* [Assigned task]: Return only the number of lines in the entries below that hold the word "other".
-- Extracted entries follows --
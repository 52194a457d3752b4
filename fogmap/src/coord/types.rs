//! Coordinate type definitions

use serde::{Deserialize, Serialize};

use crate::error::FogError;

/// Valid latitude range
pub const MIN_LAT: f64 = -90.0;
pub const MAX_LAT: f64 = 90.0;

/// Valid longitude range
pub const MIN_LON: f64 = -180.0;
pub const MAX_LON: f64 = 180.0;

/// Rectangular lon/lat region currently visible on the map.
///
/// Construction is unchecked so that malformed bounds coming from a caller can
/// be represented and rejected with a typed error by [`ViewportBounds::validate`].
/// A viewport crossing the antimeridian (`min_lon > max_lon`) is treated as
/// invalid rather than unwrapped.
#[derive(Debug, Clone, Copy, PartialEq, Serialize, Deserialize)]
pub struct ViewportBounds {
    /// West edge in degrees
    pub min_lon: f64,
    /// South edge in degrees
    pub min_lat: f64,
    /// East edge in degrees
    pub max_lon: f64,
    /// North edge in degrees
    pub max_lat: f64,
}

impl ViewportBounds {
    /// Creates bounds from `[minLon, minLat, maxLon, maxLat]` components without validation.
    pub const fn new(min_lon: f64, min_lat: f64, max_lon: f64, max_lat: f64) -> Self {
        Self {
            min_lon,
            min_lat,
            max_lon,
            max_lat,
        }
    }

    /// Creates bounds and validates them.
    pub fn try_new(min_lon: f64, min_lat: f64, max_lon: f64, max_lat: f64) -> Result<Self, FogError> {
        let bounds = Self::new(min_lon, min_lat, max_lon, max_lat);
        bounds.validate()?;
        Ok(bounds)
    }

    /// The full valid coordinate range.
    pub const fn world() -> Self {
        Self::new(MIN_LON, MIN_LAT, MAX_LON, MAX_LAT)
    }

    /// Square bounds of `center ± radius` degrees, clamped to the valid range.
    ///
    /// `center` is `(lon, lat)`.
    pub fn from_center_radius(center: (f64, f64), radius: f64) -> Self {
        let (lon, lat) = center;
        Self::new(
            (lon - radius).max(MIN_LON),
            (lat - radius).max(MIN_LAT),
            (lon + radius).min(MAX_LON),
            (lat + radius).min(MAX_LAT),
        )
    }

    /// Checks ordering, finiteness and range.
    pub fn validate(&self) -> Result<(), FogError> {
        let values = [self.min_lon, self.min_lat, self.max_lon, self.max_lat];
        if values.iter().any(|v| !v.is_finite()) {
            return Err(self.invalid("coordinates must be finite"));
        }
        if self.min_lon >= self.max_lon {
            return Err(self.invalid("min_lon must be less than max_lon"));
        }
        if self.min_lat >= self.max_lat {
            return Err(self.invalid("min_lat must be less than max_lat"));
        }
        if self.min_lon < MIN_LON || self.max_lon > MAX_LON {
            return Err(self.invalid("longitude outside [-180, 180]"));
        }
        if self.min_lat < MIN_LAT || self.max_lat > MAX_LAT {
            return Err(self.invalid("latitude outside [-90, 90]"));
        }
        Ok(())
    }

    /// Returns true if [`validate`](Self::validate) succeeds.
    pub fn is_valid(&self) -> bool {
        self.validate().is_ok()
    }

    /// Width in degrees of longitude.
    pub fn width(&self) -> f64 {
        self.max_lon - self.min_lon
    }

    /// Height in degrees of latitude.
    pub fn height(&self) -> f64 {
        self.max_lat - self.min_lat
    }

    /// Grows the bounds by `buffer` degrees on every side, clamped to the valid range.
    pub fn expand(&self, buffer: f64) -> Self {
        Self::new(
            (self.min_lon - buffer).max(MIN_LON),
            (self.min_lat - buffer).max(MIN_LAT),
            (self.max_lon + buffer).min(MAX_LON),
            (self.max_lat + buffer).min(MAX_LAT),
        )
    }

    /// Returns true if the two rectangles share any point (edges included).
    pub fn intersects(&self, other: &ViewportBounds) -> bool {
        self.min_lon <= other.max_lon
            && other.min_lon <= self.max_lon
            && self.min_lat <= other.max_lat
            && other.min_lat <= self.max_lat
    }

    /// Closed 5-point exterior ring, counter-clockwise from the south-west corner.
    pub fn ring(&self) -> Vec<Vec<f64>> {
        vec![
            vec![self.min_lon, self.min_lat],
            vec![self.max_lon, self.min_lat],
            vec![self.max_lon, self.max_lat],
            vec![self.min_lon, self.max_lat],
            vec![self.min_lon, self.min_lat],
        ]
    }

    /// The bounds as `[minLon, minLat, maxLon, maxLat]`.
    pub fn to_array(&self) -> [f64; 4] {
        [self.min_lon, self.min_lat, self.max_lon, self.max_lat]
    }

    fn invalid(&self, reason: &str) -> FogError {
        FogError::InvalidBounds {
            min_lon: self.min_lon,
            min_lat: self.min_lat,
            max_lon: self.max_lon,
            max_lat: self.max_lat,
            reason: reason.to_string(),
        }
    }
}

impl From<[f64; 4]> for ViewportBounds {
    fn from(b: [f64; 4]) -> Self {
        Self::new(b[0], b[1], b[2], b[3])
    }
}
-- Extracted entries concluded --
* [Exercise solution]: 5